DESCRIPTION OF THE TASK>
Restate word for word the lines of the records below, starting at the line that contains "industry exposure operations." and ending at the line that contains "use crate::table::Rule;", with both of those lines included and nothing else.

Dataset entries:
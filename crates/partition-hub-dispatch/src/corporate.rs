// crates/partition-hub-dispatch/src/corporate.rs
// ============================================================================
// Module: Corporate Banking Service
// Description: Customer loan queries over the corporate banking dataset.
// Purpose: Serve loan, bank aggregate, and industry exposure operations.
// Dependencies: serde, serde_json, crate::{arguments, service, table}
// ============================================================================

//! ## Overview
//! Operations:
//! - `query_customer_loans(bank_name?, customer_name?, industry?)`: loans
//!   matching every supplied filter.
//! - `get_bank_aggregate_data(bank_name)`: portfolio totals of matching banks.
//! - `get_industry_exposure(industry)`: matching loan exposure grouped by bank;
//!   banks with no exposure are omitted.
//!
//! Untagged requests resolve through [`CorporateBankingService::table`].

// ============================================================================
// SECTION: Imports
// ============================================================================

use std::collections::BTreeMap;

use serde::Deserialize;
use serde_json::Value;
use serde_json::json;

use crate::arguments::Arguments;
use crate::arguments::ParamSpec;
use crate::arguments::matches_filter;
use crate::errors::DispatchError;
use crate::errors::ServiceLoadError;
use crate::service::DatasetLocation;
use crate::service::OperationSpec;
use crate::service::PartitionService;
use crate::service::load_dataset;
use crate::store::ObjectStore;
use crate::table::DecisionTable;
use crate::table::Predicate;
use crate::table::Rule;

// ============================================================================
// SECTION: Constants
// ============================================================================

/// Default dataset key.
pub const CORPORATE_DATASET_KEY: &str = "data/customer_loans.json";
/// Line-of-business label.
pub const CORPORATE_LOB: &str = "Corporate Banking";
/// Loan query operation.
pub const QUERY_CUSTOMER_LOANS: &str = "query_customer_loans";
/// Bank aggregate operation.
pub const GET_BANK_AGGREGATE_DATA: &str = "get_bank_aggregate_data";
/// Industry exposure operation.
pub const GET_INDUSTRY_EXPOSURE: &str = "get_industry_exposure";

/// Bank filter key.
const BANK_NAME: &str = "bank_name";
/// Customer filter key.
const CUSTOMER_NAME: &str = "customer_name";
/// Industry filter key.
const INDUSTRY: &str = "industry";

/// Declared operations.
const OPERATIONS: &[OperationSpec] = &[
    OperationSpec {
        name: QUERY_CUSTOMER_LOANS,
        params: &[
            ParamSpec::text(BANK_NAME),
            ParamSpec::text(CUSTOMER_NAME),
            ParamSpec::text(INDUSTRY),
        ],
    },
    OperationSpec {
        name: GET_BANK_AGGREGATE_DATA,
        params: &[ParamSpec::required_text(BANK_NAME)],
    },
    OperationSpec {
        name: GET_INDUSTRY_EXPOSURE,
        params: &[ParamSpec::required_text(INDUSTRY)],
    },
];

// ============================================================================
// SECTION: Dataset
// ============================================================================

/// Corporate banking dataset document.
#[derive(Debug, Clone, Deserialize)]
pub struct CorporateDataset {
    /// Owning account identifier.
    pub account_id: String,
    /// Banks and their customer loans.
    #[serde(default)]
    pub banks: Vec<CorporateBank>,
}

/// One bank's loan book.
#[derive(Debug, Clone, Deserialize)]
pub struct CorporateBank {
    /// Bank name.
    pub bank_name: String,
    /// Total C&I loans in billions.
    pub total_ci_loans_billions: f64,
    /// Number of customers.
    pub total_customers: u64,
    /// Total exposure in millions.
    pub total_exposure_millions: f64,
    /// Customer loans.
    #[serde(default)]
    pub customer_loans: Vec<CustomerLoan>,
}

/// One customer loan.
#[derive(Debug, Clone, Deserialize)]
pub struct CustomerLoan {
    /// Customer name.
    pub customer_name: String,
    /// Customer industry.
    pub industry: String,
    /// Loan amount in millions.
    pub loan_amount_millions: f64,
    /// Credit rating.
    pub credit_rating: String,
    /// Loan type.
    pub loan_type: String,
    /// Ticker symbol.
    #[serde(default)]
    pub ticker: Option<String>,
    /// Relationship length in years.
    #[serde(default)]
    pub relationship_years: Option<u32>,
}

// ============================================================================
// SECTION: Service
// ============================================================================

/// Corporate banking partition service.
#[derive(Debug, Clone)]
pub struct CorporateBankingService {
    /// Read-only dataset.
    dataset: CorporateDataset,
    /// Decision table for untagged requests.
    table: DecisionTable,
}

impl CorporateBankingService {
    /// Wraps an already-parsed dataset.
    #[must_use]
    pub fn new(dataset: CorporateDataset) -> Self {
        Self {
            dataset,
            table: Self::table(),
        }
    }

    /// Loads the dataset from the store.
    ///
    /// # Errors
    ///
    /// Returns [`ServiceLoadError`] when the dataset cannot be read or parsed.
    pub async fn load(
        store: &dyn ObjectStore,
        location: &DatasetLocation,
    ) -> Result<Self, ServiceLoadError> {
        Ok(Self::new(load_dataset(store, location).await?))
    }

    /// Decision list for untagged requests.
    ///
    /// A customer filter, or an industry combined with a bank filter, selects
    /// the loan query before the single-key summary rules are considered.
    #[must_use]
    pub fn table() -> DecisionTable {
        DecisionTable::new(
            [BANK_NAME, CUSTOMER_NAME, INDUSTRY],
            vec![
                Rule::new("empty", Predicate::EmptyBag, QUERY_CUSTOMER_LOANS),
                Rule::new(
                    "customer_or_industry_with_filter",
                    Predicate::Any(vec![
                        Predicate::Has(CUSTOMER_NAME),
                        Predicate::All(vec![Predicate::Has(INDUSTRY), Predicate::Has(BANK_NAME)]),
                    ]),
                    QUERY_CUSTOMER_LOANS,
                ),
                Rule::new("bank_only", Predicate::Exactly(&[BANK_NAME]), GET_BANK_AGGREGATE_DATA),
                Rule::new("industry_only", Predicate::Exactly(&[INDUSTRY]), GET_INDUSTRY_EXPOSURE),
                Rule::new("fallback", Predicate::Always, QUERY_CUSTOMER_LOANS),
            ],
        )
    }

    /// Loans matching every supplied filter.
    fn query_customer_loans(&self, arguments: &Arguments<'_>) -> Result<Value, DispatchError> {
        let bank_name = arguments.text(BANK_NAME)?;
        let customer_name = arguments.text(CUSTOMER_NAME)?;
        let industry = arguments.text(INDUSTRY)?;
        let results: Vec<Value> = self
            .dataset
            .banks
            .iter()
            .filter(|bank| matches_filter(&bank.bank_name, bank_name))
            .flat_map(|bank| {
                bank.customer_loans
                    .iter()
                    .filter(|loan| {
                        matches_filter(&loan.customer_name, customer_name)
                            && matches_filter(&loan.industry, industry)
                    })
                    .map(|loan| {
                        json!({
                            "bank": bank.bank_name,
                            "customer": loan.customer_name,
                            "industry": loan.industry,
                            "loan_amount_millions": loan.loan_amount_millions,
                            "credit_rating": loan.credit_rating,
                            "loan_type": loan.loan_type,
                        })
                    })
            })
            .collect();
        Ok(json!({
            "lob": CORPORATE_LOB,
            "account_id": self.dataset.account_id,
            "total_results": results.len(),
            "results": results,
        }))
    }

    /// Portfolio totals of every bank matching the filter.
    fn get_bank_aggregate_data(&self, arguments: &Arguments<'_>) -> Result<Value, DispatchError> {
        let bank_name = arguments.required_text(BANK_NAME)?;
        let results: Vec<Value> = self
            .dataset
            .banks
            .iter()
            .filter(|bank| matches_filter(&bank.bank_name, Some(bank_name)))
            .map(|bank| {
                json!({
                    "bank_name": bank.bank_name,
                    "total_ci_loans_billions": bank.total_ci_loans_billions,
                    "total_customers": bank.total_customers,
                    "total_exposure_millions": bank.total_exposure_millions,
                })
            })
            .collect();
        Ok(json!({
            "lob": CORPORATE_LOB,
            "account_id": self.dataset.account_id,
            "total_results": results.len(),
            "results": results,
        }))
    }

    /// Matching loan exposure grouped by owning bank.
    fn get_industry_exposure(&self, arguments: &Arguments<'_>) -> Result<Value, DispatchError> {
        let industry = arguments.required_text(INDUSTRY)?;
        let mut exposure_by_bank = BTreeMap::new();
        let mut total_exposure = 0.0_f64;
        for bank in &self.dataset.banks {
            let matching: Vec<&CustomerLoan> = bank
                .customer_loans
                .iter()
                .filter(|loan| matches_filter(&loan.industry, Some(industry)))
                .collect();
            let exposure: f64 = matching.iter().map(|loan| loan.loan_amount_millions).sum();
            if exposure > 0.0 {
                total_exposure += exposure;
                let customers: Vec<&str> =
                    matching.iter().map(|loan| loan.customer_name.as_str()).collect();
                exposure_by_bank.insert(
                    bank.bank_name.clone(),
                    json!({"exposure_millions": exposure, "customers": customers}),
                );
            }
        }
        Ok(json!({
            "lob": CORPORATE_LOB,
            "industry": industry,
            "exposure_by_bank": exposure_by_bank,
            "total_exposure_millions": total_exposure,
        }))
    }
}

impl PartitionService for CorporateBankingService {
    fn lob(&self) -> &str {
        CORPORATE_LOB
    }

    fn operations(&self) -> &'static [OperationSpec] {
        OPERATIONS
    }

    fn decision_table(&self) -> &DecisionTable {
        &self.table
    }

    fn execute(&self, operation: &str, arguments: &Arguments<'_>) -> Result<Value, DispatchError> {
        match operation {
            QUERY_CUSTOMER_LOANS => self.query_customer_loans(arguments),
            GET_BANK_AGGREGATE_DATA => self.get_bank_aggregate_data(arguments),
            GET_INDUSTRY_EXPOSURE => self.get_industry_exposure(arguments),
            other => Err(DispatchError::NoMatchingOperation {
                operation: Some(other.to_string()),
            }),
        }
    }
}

EXERCISE ANSWER>
// Purpose: Serve loan, bank aggregate, and industry exposure operations.
// Dependencies: serde, serde_json, crate::{arguments, service, table}
// ============================================================================

//! ## Overview
//! Operations:
//! - `query_customer_loans(bank_name?, customer_name?, industry?)`: loans
//!   matching every supplied filter.
//! - `get_bank_aggregate_data(bank_name)`: portfolio totals of matching banks.
//! - `get_industry_exposure(industry)`: matching loan exposure grouped by bank;
//!   banks with no exposure are omitted.
//!
//! Untagged requests resolve through [`CorporateBankingService::table`].

// ============================================================================
// SECTION: Imports
// ============================================================================

use std::collections::BTreeMap;

use serde::Deserialize;
use serde_json::Value;
use serde_json::json;

use crate::arguments::Arguments;
use crate::arguments::ParamSpec;
use crate::arguments::matches_filter;
use crate::errors::DispatchError;
use crate::errors::ServiceLoadError;
use crate::service::DatasetLocation;
use crate::service::OperationSpec;
use crate::service::PartitionService;
use crate::service::load_dataset;
use crate::store::ObjectStore;
use crate::table::DecisionTable;
use crate::table::Predicate;
use crate::table::Rule;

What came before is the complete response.